Итак, кочевники, которые могли поставлять Китаю лошадей, были активны на севере и западе от его древних границ. В свою очередь эти границы определялись вполне определённым набором природных факторов. Земледельческая культура за целый ряд неолитических тысячелетий стала как бы внутренней сутью Страны. Возможности же её устойчивости определялись характером почв, обводнённостью края, климатическими условиями, достаточными для вегетации наиболее плодородных злаков, овощей, фруктов, шелковицы, лубяных и других технических культур. Того набора земледельческих культур, на котором вплоть до середины ХХ века были сосредоточены все интересы и усилия основного продуктивного слоя китайского населения — крестьянства (как это доходчиво разъяснено императором Юн Чжэном в комментарии к четвёртому афоризму «Священного эдикта» (Шэнъюй) императора Кан Си). Многочисленность и интенсивная производственная занятость этого подавляющего большинства китайского населения придавали ему монолитность и стойкую поведенческую и ментальную традиционность.

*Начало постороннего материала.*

//! Solver error types

use crate::ConstraintClass;
use thiserror::Error;

/// The pool cannot support even one lineup once locks and exclusions are
/// applied. Fatal; raised by the preflight checks before any solve.
#[derive(Error, Debug, Clone, PartialEq)]
#[error("infeasible player pool ({class}): {detail}")]
pub struct InfeasiblePoolError {
    pub class: ConstraintClass,
    pub detail: String,
}

/// A specific iteration cannot produce a lineup under the current
/// exposure/uniqueness state. Recoverable; the portfolio controller decides
/// whether to relax a constraint class and retry.
#[derive(Error, Debug, Clone, PartialEq)]
#[error("infeasible solve ({class}): {detail}")]
pub struct InfeasibleSolveError {
    pub class: ConstraintClass,
    pub detail: String,
}
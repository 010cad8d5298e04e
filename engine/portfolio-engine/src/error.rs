use lineup_solver::InfeasiblePoolError;
use slate_model::{ConfigError, PoolError};
use thiserror::Error;

/// Errors that abort a run before any lineup is attempted. Failures after
/// the first solve never surface here; they end the run partial instead.
#[derive(Debug, Error)]
pub enum RunError {
    #[error("invalid configuration: {0}")]
    Config(#[from] ConfigError),

    #[error("invalid player pool: {0}")]
    Pool(#[from] PoolError),

    #[error(transparent)]
    InfeasiblePool(#[from] InfeasiblePoolError),
}
// Slate model - shared data model for the lineup portfolio engine

mod config;
mod error;
mod lineup;
mod pool;
mod roster;
mod types;

pub use config::{ObjectiveField, RelaxationStep, RunConfig};
pub use error::{ConfigError, PoolError};
pub use lineup::{Lineup, LineupSlot};
pub use pool::PlayerPool;
pub use roster::{RosterSlot, RosterTemplate};
pub use types::{ParsePositionError, Player, PlayerId, Position};
struct Search<'a> {
    players: &'a [Player],
    slot_count: usize,
    candidates: Vec<Vec<usize>>,
    /// Slot s has the same candidate list as slot s-1; symmetry is broken by
    /// requiring strictly increasing pool indices within such a group.
    same_as_prev: Vec<bool>,
    min_salary_suffix: Vec<u32>,
    max_salary_suffix: Vec<u32>,
    max_obj_suffix: Vec<f64>,
    /// Slots at or after index s with at least one designated-game candidate.
    game_suffix: Vec<usize>,
    /// Per team: slots with at least one WR/TE candidate, for QB-stack
    /// reachability pruning.
    catcher_slots: HashMap<String, Vec<bool>>,
    obj: Vec<f64>,
    cs: &'a ConstraintSet,
    uniq_members: Vec<Vec<bool>>,
    uniq_limits: Vec<usize>,
    locked_idxs: Vec<usize>,
    is_locked: Vec<bool>,
    locked_last_slot: HashMap<usize, usize>,

    chosen: Vec<usize>,
    used: Vec<bool>,
    salary: u32,
    objective: f64,
    team_counts: HashMap<String, usize>,
    overlaps: Vec<usize>,
    locked_placed: usize,
    game_count: usize,
    best: Option<(Vec<usize>, f64)>,
    stats: SolveStats,
}

impl<'a> Search<'a> {
    fn new(
        solver: &'a LineupSolver<'a>,
        cs: &'a ConstraintSet,
        candidates: Vec<Vec<usize>>,
        locked_idxs: Vec<usize>,
    ) -> Self {
        let players = solver.pool.players();
        let slot_count = candidates.len();
        let obj: Vec<f64> = players.iter().map(|p| solver.objective_of(p)).collect();

        let same_as_prev: Vec<bool> = (0..slot_count)
            .map(|s| s > 0 && candidates[s] == candidates[s - 1])
            .collect();

        let mut min_salary_suffix = vec![0u32; slot_count + 1];
        let mut max_salary_suffix = vec![0u32; slot_count + 1];
        let mut max_obj_suffix = vec![0f64; slot_count + 1];
        let mut game_suffix = vec![0usize; slot_count + 1];
        for s in (0..slot_count).rev() {
            let min_sal = candidates[s].iter().map(|&i| players[i].salary).min().unwrap_or(0);
            let max_sal = candidates[s].iter().map(|&i| players[i].salary).max().unwrap_or(0);
            let max_o = candidates[s]
                .iter()
                .map(|&i| obj[i])
                .fold(f64::NEG_INFINITY, f64::max);
            min_salary_suffix[s] = min_salary_suffix[s + 1] + min_sal;
            max_salary_suffix[s] = max_salary_suffix[s + 1] + max_sal;
            max_obj_suffix[s] = max_obj_suffix[s + 1] + max_o;
            let slot_in_game = cs
                .game_stack
                .as_ref()
                .map(|rule| candidates[s].iter().any(|&i| rule.covers(&players[i].team)))
                .unwrap_or(false);
            game_suffix[s] = game_suffix[s + 1] + usize::from(slot_in_game);
        }

        let mut catcher_slots: HashMap<String, Vec<bool>> = HashMap::new();
        if cs.qb_stack {
            for (s, cands) in candidates.iter().enumerate() {
                for &i in cands {
                    if players[i].position.is_pass_catcher() {
                        catcher_slots
                            .entry(players[i].team.clone())
                            .or_insert_with(|| vec![false; slot_count])[s] = true;
                    }
                }
            }
        }

        let uniq_members: Vec<Vec<bool>> = cs
            .uniqueness
            .iter()
            .map(|row| {
                players
                    .iter()
                    .map(|p| row.players.contains(&p.id))
                    .collect()
            })
            .collect();
        let uniq_limits: Vec<usize> = cs.uniqueness.iter().map(|r| r.max_shared).collect();

        let mut is_locked = vec![false; players.len()];
        let mut locked_last_slot = HashMap::new();
        for &idx in &locked_idxs {
            is_locked[idx] = true;
            let last = candidates
                .iter()
                .enumerate()
                .filter(|(_, cands)| cands.contains(&idx))
                .map(|(s, _)| s)
                .max();
            if let Some(last) = last {
                locked_last_slot.insert(idx, last);
            }
        }

        Self {
            players,
            slot_count,
            candidates,
            same_as_prev,
            min_salary_suffix,
            max_salary_suffix,
            max_obj_suffix,
            game_suffix,
            catcher_slots,
            obj,
            cs,
            uniq_members,
            uniq_limits,
            locked_idxs,
            is_locked,
            locked_last_slot,
            chosen: Vec::with_capacity(slot_count),
            used: vec![false; players.len()],
            salary: 0,
            objective: 0.0,
            team_counts: HashMap::new(),
            overlaps: vec![0; cs.uniqueness.len()],
            locked_placed: 0,
            game_count: 0,
            best: None,
            stats: SolveStats::default(),
        }
    }

    fn run(mut self) -> (Option<(Vec<usize>, f64)>, SolveStats) {
        // A locked player whose every candidate slot is gone can never be
        // placed; fail fast instead of exhausting the tree.
        for &idx in &self.locked_idxs {
            if !self.locked_last_slot.contains_key(&idx) {
                self.stats.lock_prunes += 1;
                return (None, self.stats);
            }
        }
        self.descend(0);
        (self.best, self.stats)
    }

    fn descend(&mut self, s: usize) {
        self.stats.nodes += 1;

        if s == self.slot_count {
            self.visit_leaf();
            return;
        }

        // Node-entry prunes.
        if self.salary + self.min_salary_suffix[s] > self.cs.salary_cap {
            self.stats.salary_prunes += 1;
            return;
        }
        if let Some(floor) = self.cs.min_salary {
            if self.salary + self.max_salary_suffix[s] < floor {
                self.stats.salary_prunes += 1;
                return;
            }
        }
        if let Some((_, best_obj)) = &self.best {
            if self.objective + self.max_obj_suffix[s] <= best_obj + OBJ_EPS {
                self.stats.bound_prunes += 1;
                return;
            }
        }
        let remaining = self.slot_count - s;
        let locked_remaining = self.locked_idxs.len() - self.locked_placed;
        if locked_remaining > remaining {
            self.stats.lock_prunes += 1;
            return;
        }
        for &idx in &self.locked_idxs {
            if !self.used[idx] && self.locked_last_slot[&idx] < s {
                self.stats.lock_prunes += 1;
                return;
            }
        }
        if let Some(rule) = &self.cs.game_stack {
            if self.game_count + self.game_suffix[s] < rule.min_players {
                self.stats.game_stack_prunes += 1;
                return;
            }
        }
        if self.cs.qb_stack && !self.stack_reachable(s) {
            self.stats.team_stack_prunes += 1;
            return;
        }

        let must_place_locked = locked_remaining == remaining;

        for c in 0..self.candidates[s].len() {
            let idx = self.candidates[s][c];
            if self.used[idx] {
                continue;
            }
            if must_place_locked && !self.is_locked[idx] {
                continue;
            }
            if self.same_as_prev[s] && idx <= self.chosen[s - 1] {
                continue;
            }
            let p = &self.players[idx];

            if self.salary + p.salary + self.min_salary_suffix[s + 1] > self.cs.salary_cap {
                self.stats.salary_prunes += 1;
                continue;
            }
            if !p.position.is_defense() {
                let count = self.team_counts.get(p.team.as_str()).copied().unwrap_or(0);
                if count + 1 > self.cs.max_players_per_team {
                    self.stats.team_cap_prunes += 1;
                    continue;
                }
            }
            if (0..self.uniq_members.len())
                .any(|r| self.uniq_members[r][idx] && self.overlaps[r] + 1 > self.uniq_limits[r])
            {
                self.stats.uniqueness_prunes += 1;
                continue;
            }
            if let Some((_, best_obj)) = &self.best {
                // Candidates are objective-descending, so once one cannot
                // beat the incumbent none of the rest can either.
                if self.objective + self.obj[idx] + self.max_obj_suffix[s + 1] <= best_obj + OBJ_EPS
                {
                    self.stats.bound_prunes += 1;
                    break;
                }
            }
            if self.cs.qb_stack && p.position == Position::Qb && !self.qb_can_be_stacked(p, s) {
                self.stats.team_stack_prunes += 1;
                continue;
            }

            self.apply(idx);
            self.descend(s + 1);
            self.unapply(idx);
        }
    }

    fn apply(&mut self, idx: usize) {
        let p = &self.players[idx];
        self.chosen.push(idx);
        self.used[idx] = true;
        self.salary += p.salary;
        self.objective += self.obj[idx];
        if !p.position.is_defense() {
            *self.team_counts.entry(p.team.clone()).or_insert(0) += 1;
        }
        for r in 0..self.uniq_members.len() {
            if self.uniq_members[r][idx] {
                self.overlaps[r] += 1;
            }
        }
        if self.is_locked[idx] {
            self.locked_placed += 1;
        }
        if let Some(rule) = &self.cs.game_stack {
            if rule.covers(&p.team) {
                self.game_count += 1;
            }
        }
    }

    fn unapply(&mut self, idx: usize) {
        let p = &self.players[idx];
        self.chosen.pop();
        self.used[idx] = false;
        self.salary -= p.salary;
        self.objective -= self.obj[idx];
        if !p.position.is_defense() {
            if let Some(count) = self.team_counts.get_mut(p.team.as_str()) {
                *count -= 1;
            }
        }
        for r in 0..self.uniq_members.len() {
            if self.uniq_members[r][idx] {
                self.overlaps[r] -= 1;
            }
        }
        if self.is_locked[idx] {
            self.locked_placed -= 1;
        }
        if let Some(rule) = &self.cs.game_stack {
            if rule.covers(&p.team) {
                self.game_count -= 1;
            }
        }
    }

    fn visit_leaf(&mut self) {
        if self.locked_placed < self.locked_idxs.len() {
            self.stats.lock_prunes += 1;
            return;
        }
        if let Some(floor) = self.cs.min_salary {
            if self.salary < floor {
                self.stats.salary_prunes += 1;
                return;
            }
        }
        if let Some(rule) = &self.cs.game_stack {
            if self.game_count < rule.min_players {
                self.stats.game_stack_prunes += 1;
                return;
            }
        }
        if self.cs.qb_stack && !self.leaf_stacks_ok() {
            self.stats.team_stack_prunes += 1;
            return;
        }
        let improves = match &self.best {
            None => true,
            Some((_, best_obj)) => self.objective > best_obj + OBJ_EPS,
        };
        if improves {
            self.best = Some((self.chosen.clone(), self.objective));
        }
    }

    /// Every selected QB has a selected same-team pass catcher.
    fn leaf_stacks_ok(&self) -> bool {
        self.chosen
            .iter()
            .filter(|&&i| self.players[i].position == Position::Qb)
            .all(|&qb| {
                let team = &self.players[qb].team;
                self.chosen.iter().any(|&i| {
                    self.players[i].position.is_pass_catcher() && &self.players[i].team == team
                })
            })
    }

    /// Every already-selected, still-unstacked QB can still be stacked from
    /// a slot at or after `s`.
    fn stack_reachable(&self, s: usize) -> bool {
        self.chosen
            .iter()
            .filter(|&&i| self.players[i].position == Position::Qb)
            .all(|&qb| {
                let team = &self.players[qb].team;
                let satisfied = self.chosen.iter().any(|&i| {
                    self.players[i].position.is_pass_catcher() && &self.players[i].team == team
                });
                satisfied
                    || self
                        .catcher_slots
                        .get(team)
                        .map(|slots| slots[s..].iter().any(|&b| b))
                        .unwrap_or(false)
            })
    }

    /// Selecting this QB at slot `s`: a same-team catcher must be already
    /// chosen or reachable in a later slot.
    fn qb_can_be_stacked(&self, qb: &Player, s: usize) -> bool {
        let already = self.chosen.iter().any(|&i| {
            self.players[i].position.is_pass_catcher() && self.players[i].team == qb.team
        });
        already
            || self
                .catcher_slots
                .get(&qb.team)
                .map(|slots| slots[s + 1..].iter().any(|&b| b))
                .unwrap_or(false)
    }
}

Притом земледельческое хозяйство было способно прокормить на каждой единице пригодной для него площади значительно бо́льшую массу населения, чем скотоводство. Конечно, набеги вооружённых скотоводов на мирных земледельцев всегда кончались прискорбным ущербом для оседлых землепашцев, но в условиях чересполосного устойчивого сосуществования земледельческих и скотоводческих групп последние, в конечном счёте, оказывались в проигрыше: они приобщались к земледелию («оседали на земле»).

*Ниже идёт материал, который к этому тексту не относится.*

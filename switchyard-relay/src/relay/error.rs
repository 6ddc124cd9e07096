use axum::http::StatusCode;
use axum::response::{IntoResponse, Response};
use axum::Json;
use serde_json::json;
use thiserror::Error;

/// Errors surfaced by the forwarding path.
///
/// Everything backend-facing is absorbed at the forwarder boundary and
/// translated into one of these; nothing propagates to the caller as an
/// unhandled fault.
#[derive(Debug, Error)]
pub enum ProxyError {
    /// The healthy subset of the pool is empty. The caller may retry;
    /// the proxy does not retry internally.
    #[error("no healthy backend available")]
    NoHealthyBackend,
    /// Transport-level failure talking to the chosen backend: connection
    /// refused, timeout, DNS failure. Does not affect backend health;
    /// health transitions belong to the probe loop alone.
    #[error("upstream request to {backend} failed: {source}")]
    Upstream {
        backend: String,
        #[source]
        source: reqwest::Error,
    },
}

impl ProxyError {
    pub fn status_code(&self) -> StatusCode {
        match self {
            ProxyError::NoHealthyBackend => StatusCode::SERVICE_UNAVAILABLE,
            ProxyError::Upstream { .. } => StatusCode::BAD_GATEWAY,
        }
    }
}

impl IntoResponse for ProxyError {
    fn into_response(self) -> Response {
        let status = self.status_code();
        let body = json!({
            "error": {
                "message": self.to_string(),
                "status": status.as_u16(),
            }
        });
        (status, Json(body)).into_response()
    }
}
//! Switchyard CLI Tool
//!
//! Command line interface for managing a Switchyard deployment

use anyhow::Result;
use clap::{Parser, Subcommand};
use std::sync::Arc;
use std::time::Duration;

#[derive(Parser)]
#[command(name = "switchyard-cli")]
#[command(about = "A CLI tool for managing Switchyard")]
struct Cli {
    #[command(subcommand)]
    command: Commands,
}

#[derive(Subcommand)]
enum Commands {
    /// Validate configuration file
    ValidateConfig {
        /// Path to configuration file
        #[arg(short, long, default_value = "config.toml")]
        config: String,
    },
    /// Probe backend health once and report the results
    HealthCheck {
        /// Path to configuration file
        #[arg(short, long, default_value = "config.toml")]
        config: String,
        /// Specific backend address to check
        #[arg(short, long)]
        backend: Option<String>,
    },
    /// Generate example configuration file
    GenerateConfig {
        /// Output path for configuration file
        #[arg(short, long, default_value = "config.example.toml")]
        output: String,
    },
    /// Fetch statistics from a running load balancer
    Stats {
        /// Base URL of the running load balancer
        #[arg(short, long, default_value = "http://127.0.0.1:7100")]
        url: String,
    },
}

#[tokio::main]
async fn main() -> Result<()> {
    tracing_subscriber::fmt::init();

    let cli = Cli::parse();

    match cli.command {
        Commands::ValidateConfig { config } => {
            println!("Validating configuration file: {}", config);
            match switchyard_core::load_config_from_path(&config) {
                Ok(cfg) => {
                    println!("✅ Configuration is valid");
                    println!("  - {} backends configured", cfg.backends.len());
                    println!("  - listening on {}", cfg.bind_address());
                    println!(
                        "  - probe interval {}s, failure threshold {}",
                        cfg.settings.health_check_interval_seconds,
                        cfg.settings.failure_threshold
                    );
                }
                Err(e) => {
                    eprintln!("❌ Configuration validation failed: {}", e);
                    std::process::exit(1);
                }
            }
        }
        Commands::HealthCheck { config, backend } => {
            println!("Performing health check...");
            let cfg = switchyard_core::load_config_from_path(&config)?;

            if let Some(ref address) = backend {
                if !cfg.backends.contains(address) {
                    eprintln!("❌ Backend '{}' is not in the configured pool", address);
                    std::process::exit(1);
                }
            }

            // One probe per backend, so a single refused connection is
            // enough to report it as down here.
            let registry = Arc::new(switchyard_balance::BackendRegistry::new(&cfg.backends, 1));
            let monitor = switchyard_balance::HealthMonitor::new(
                registry.clone(),
                Duration::from_secs(cfg.settings.health_check_timeout_seconds),
                cfg.settings.health_check_path.clone(),
            )?;
            monitor.run_probe_cycle().await?;

            let mut any_down = false;
            for snapshot in registry.snapshot_details() {
                if let Some(ref address) = backend {
                    if &snapshot.address != address {
                        continue;
                    }
                }
                if snapshot.healthy {
                    println!("✅ {} is healthy", snapshot.address);
                } else {
                    println!("❌ {} is unreachable", snapshot.address);
                    any_down = true;
                }
            }

            if any_down {
                std::process::exit(1);
            }
            println!("✅ Health check completed");
        }
        Commands::GenerateConfig { output } => {
            println!("Generating configuration file: {}", output);
            generate_config_file(&output)?;
            println!("✅ Configuration file generated successfully");
        }
        Commands::Stats { url } => {
            println!("Fetching statistics from {}...", url);
            show_stats(&url).await?;
        }
    }

    Ok(())
}

fn generate_config_file(output_path: &str) -> Result<()> {
    let config_content = r#"# Switchyard Configuration File
# This is a basic configuration example

host = "0.0.0.0"
port = 7100

# Ordered backend pool; round-robin rotation follows this order
backends = [
    "127.0.0.1:8001",
    "127.0.0.1:8002",
    "127.0.0.1:8003",
]

[settings]
health_check_interval_seconds = 15
health_check_timeout_seconds = 5
initial_check_delay_seconds = 15
failure_threshold = 3
request_timeout_seconds = 30
internal_api_secret = "default-secret-for-local-dev"
health_check_path = "/health"
"#;

    std::fs::write(output_path, config_content)?;
    Ok(())
}

async fn show_stats(base_url: &str) -> Result<()> {
    let client = reqwest::Client::builder()
        .timeout(Duration::from_secs(10))
        .build()?;

    let stats_url = format!("{}/lb-stats", base_url.trim_end_matches('/'));
    let response = client.get(&stats_url).send().await?;
    let status = response.status();
    if !status.is_success() {
        eprintln!(
            "❌ Stats request failed: {} {}",
            status.as_u16(),
            status.canonical_reason().unwrap_or("")
        );
        std::process::exit(1);
    }
    let stats: serde_json::Value = response.json().await?;

    println!("📊 Load Balancer Statistics");
    println!("===========================");
    println!(
        "Total Requests: {}",
        stats["load_balancer"]["total_requests"]
    );
    println!(
        "Failed Requests: {}",
        stats["load_balancer"]["failed_requests"]
    );
    println!("Success Rate: {}%", stats["load_balancer"]["success_rate"]);
    println!(
        "Requests/Second: {}",
        stats["load_balancer"]["requests_per_second"]
    );
    println!("Uptime: {}s", stats["uptime_seconds"]);
    println!();

    println!("🏥 Backend Health");
    println!("=================");
    println!(
        "Healthy: {}/{}",
        stats["health_check"]["healthy_servers"],
        stats["health_check"]["backend_servers"]
    );
    if let Some(details) = stats["health_check"]["server_details"].as_object() {
        for (address, detail) in details {
            let healthy = detail["healthy"].as_bool().unwrap_or(false);
            println!("Backend: {}", address);
            println!(
                "  Status: {}",
                if healthy {
                    "🟢 Healthy"
                } else {
                    "🔴 Unhealthy"
                }
            );
            println!(
                "  Consecutive Failures: {}",
                detail["consecutive_failures"]
            );
            if !detail["avg_response_time_ms"].is_null() {
                println!("  Avg Latency: {}ms", detail["avg_response_time_ms"]);
            }
            if !detail["last_check_seconds_ago"].is_null() {
                println!("  Last Check: {}s ago", detail["last_check_seconds_ago"]);
            }
            println!();
        }
    }

    Ok(())
}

Глубокая вовлечённость земледельцев во внутреннюю жизнь страны, распространялась на все страты населения, которые весьма тесно взаимодействовали друг с другом, благодаря генетическим родовым и устойчивым соседским связям. Стойкость подобных отношений остаётся актуальным явлением вплоть до конца «традиционного порядка» в Стране в 1911 г. Летописные документы показывают, что долгое время Китай старался лишь отгородиться от «кочевого мира» строительством протяжённых монументальных оборонительных стен и сигнальной системой оповещения о возникновении внешней опасности, угрозе вторжения кочевников на земледельческую территорию. Сигналы от охранных башен, расставленных цепочками по разным направлениям, сходились в центры армейской дислокации «княжеств», откуда в случаях опасности выступала соответствующая армия. В некоторых пограничных заставах могли содержаться значительные войсковые контингенты, о чём свидетельствуют раскопки крупных чэмакэнов периодов Чуньцю и Чжаньго.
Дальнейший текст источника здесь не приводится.